● **Aim of the exercise**:
Below are the entries; give again exactly the lines from the one mentioning "the active menu." through the one mentioning "#[derive(Clone, Debug, Args)]", inclusive.

(Stored data entries)
▬▬▬▬▬▬▬▬▬▬

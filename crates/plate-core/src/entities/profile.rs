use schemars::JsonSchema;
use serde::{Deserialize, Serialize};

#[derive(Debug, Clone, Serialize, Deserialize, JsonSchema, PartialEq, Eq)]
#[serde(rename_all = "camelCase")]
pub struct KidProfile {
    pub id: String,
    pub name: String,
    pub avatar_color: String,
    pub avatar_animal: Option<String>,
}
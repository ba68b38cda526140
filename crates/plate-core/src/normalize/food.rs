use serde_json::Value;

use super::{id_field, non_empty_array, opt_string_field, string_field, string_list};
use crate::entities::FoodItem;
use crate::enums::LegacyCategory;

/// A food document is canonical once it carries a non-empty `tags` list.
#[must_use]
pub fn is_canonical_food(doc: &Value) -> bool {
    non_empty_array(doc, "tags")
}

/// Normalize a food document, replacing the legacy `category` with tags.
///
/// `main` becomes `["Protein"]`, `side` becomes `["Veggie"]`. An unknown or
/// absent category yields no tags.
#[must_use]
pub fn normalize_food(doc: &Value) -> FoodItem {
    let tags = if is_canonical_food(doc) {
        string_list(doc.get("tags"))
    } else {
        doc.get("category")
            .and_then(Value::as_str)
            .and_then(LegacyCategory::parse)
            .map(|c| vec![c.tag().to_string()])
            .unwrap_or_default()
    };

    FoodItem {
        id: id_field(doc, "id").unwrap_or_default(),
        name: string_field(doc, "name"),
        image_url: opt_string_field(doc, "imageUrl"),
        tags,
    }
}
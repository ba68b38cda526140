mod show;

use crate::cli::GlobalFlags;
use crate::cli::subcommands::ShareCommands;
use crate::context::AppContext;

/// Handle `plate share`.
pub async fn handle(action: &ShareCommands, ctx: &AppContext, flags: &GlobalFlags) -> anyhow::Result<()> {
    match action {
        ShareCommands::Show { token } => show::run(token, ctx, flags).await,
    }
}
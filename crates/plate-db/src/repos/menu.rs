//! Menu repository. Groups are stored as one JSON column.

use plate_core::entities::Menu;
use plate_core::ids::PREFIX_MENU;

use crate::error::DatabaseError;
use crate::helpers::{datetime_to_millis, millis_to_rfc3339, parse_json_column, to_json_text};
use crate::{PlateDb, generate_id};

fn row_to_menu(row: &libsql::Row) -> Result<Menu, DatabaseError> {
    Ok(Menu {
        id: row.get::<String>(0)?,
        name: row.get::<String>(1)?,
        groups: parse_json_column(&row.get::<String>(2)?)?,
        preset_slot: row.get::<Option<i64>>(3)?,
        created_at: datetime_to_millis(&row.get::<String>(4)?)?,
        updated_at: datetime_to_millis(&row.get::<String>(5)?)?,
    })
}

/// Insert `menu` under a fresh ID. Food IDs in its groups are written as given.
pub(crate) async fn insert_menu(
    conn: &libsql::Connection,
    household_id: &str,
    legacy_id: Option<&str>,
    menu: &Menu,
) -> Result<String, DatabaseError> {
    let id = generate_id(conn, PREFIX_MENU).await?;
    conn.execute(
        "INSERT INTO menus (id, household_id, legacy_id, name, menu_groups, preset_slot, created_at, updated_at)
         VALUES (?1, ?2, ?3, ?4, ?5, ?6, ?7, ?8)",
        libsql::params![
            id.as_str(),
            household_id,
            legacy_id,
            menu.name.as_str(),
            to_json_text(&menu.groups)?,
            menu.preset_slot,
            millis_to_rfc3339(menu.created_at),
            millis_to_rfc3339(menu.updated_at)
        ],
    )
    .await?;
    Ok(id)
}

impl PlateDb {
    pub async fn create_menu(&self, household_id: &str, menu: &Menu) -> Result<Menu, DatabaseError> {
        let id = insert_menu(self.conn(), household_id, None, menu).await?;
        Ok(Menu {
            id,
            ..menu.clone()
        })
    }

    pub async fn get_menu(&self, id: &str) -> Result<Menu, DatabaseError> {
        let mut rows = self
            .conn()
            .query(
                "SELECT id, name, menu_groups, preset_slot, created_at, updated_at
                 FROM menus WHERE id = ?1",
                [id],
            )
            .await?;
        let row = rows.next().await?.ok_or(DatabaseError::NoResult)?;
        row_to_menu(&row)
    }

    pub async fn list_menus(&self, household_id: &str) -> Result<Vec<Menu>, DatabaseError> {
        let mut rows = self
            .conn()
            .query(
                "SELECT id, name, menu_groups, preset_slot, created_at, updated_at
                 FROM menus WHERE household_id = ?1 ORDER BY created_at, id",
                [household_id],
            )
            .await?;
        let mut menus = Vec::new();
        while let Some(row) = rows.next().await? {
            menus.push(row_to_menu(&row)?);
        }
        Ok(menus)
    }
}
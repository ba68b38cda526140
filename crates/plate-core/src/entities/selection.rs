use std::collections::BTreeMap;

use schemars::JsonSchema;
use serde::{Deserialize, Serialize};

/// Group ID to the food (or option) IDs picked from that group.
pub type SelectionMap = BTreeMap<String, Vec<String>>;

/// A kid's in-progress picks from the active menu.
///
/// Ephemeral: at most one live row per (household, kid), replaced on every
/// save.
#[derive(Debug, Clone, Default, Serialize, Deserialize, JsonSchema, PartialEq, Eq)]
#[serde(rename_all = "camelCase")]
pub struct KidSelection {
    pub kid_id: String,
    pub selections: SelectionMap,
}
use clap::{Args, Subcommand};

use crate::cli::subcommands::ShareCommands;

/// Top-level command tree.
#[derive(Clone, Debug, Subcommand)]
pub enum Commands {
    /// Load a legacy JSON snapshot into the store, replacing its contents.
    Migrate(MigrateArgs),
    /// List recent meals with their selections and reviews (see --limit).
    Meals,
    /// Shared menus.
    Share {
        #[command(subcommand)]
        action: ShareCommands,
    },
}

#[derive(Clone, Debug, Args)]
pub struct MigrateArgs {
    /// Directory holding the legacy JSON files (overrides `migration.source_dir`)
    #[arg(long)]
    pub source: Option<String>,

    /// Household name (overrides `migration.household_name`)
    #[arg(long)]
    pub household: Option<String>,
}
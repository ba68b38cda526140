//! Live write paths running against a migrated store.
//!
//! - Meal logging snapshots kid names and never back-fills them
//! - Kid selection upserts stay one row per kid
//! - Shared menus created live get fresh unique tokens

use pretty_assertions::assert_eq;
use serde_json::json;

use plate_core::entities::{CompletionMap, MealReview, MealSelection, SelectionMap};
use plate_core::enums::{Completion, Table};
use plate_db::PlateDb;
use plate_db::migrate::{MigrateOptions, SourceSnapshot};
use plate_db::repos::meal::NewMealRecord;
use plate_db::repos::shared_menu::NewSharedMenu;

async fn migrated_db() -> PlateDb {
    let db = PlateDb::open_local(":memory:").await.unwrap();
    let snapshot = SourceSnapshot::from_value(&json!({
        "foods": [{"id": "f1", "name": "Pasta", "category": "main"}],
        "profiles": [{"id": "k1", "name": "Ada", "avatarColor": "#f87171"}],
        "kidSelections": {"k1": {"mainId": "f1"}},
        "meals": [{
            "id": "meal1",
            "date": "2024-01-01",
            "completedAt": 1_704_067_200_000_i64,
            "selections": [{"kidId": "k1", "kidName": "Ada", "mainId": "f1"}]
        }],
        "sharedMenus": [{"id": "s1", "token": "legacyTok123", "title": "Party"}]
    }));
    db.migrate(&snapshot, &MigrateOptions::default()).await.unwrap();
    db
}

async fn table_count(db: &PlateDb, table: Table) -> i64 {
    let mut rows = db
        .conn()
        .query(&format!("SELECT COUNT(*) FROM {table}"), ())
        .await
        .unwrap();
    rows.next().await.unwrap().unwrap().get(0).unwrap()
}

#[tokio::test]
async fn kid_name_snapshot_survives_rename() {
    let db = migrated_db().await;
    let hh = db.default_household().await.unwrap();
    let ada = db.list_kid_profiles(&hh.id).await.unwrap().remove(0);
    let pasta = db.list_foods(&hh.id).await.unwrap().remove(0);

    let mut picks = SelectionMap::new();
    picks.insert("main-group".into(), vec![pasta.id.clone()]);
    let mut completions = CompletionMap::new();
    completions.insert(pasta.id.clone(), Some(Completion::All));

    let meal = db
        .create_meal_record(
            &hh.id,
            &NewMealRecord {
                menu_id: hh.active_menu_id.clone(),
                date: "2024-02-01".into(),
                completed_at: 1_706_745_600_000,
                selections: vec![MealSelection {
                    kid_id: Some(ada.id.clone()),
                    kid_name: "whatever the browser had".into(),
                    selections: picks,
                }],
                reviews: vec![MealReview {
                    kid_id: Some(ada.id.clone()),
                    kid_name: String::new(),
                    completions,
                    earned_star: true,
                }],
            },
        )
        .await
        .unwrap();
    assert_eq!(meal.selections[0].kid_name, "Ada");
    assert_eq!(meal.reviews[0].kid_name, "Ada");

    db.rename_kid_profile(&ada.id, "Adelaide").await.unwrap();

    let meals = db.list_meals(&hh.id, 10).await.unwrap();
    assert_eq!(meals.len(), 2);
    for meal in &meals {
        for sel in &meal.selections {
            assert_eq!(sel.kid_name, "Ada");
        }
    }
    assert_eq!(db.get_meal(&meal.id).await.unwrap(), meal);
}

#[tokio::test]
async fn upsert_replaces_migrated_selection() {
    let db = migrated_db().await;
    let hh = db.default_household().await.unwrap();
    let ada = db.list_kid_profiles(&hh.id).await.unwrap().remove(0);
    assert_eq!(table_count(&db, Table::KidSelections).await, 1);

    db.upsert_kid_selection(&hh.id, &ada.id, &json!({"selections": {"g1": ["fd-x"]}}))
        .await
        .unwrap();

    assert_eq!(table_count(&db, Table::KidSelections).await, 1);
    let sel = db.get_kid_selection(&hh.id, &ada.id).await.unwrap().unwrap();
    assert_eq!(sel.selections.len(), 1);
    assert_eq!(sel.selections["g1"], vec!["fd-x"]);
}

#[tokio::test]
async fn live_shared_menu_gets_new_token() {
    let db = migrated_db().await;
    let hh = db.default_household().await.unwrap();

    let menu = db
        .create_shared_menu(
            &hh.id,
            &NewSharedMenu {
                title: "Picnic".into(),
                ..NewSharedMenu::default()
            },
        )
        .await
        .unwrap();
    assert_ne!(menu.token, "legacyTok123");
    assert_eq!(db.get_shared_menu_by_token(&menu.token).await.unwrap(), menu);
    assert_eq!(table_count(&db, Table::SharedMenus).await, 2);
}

▬▬▬▬▬▬▬▬▬▬

● **Solved exercise**:
/// A kid's in-progress picks from the active menu.
///
/// Ephemeral: at most one live row per (household, kid), replaced on every
/// save.
#[derive(Debug, Clone, Default, Serialize, Deserialize, JsonSchema, PartialEq, Eq)]
#[serde(rename_all = "camelCase")]
pub struct KidSelection {
    pub kid_id: String,
    pub selections: SelectionMap,
}
use clap::{Args, Subcommand};

use crate::cli::subcommands::ShareCommands;

/// Top-level command tree.
#[derive(Clone, Debug, Subcommand)]
pub enum Commands {
    /// Load a legacy JSON snapshot into the store, replacing its contents.
    Migrate(MigrateArgs),
    /// List recent meals with their selections and reviews (see --limit).
    Meals,
    /// Shared menus.
    Share {
        #[command(subcommand)]
        action: ShareCommands,
    },
}

#[derive(Clone, Debug, Args)]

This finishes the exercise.